> **PROBLEM DETAILS**:
Nothing should appear in the answer except the lines from the one containing "self.status = WizardStatus::Abandoned;" through the end of the records below, written out exactly.

> **SOURCE DATA**:
▬▬▬

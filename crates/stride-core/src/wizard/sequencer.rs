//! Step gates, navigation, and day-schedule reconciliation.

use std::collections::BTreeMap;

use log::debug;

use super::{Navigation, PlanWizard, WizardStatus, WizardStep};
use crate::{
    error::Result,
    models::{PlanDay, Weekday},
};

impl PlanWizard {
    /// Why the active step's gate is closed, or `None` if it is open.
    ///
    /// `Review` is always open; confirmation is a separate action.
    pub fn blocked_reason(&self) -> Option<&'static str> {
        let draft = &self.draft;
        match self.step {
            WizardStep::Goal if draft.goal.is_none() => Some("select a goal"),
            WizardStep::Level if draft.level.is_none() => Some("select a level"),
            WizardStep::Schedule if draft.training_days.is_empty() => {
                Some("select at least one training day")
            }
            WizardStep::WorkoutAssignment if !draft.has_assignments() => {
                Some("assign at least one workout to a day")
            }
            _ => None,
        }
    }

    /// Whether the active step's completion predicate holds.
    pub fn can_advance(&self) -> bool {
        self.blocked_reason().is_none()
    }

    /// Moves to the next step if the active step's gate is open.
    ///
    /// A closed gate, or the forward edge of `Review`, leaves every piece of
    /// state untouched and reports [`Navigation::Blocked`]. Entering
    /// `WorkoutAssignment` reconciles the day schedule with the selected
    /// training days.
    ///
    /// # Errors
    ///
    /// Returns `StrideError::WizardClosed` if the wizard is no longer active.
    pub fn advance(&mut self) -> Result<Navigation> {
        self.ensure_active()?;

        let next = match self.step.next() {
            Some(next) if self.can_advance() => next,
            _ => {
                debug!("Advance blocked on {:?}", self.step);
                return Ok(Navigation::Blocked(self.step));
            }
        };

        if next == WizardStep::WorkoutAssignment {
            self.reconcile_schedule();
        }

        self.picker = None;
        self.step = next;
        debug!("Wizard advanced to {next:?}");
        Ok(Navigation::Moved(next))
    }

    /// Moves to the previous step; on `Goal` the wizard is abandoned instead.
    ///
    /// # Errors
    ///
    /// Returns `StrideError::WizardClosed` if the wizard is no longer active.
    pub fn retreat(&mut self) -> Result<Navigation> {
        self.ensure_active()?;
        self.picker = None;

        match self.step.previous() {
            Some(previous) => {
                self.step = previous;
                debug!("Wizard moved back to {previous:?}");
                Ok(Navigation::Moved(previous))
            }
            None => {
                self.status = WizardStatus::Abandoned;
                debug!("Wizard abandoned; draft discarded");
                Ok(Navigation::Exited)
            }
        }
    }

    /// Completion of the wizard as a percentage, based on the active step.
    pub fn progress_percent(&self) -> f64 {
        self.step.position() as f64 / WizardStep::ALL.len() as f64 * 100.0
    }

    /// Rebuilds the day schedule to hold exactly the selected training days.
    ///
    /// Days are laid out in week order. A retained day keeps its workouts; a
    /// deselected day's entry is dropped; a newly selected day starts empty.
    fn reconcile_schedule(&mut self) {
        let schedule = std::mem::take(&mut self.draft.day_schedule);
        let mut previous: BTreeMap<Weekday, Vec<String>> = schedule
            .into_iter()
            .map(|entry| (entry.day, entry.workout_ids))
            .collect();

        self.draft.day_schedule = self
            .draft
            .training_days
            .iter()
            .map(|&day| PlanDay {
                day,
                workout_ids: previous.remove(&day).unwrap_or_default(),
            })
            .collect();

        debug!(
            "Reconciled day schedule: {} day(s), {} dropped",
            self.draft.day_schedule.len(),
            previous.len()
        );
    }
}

▬▬▬

> **RESULT FOR THIS TASK**:
                self.status = WizardStatus::Abandoned;
                debug!("Wizard abandoned; draft discarded");
                Ok(Navigation::Exited)
            }
        }
    }

    /// Completion of the wizard as a percentage, based on the active step.
    pub fn progress_percent(&self) -> f64 {
        self.step.position() as f64 / WizardStep::ALL.len() as f64 * 100.0
    }

    /// Rebuilds the day schedule to hold exactly the selected training days.
    ///
    /// Days are laid out in week order. A retained day keeps its workouts; a
    /// deselected day's entry is dropped; a newly selected day starts empty.
    fn reconcile_schedule(&mut self) {
        let schedule = std::mem::take(&mut self.draft.day_schedule);
        let mut previous: BTreeMap<Weekday, Vec<String>> = schedule
            .into_iter()
            .map(|entry| (entry.day, entry.workout_ids))
            .collect();

        self.draft.day_schedule = self
            .draft
            .training_days
            .iter()
            .map(|&day| PlanDay {
                day,
                workout_ids: previous.remove(&day).unwrap_or_default(),
            })
            .collect();

        debug!(
            "Reconciled day schedule: {} day(s), {} dropped",
            self.draft.day_schedule.len(),
            previous.len()
        );
    }
}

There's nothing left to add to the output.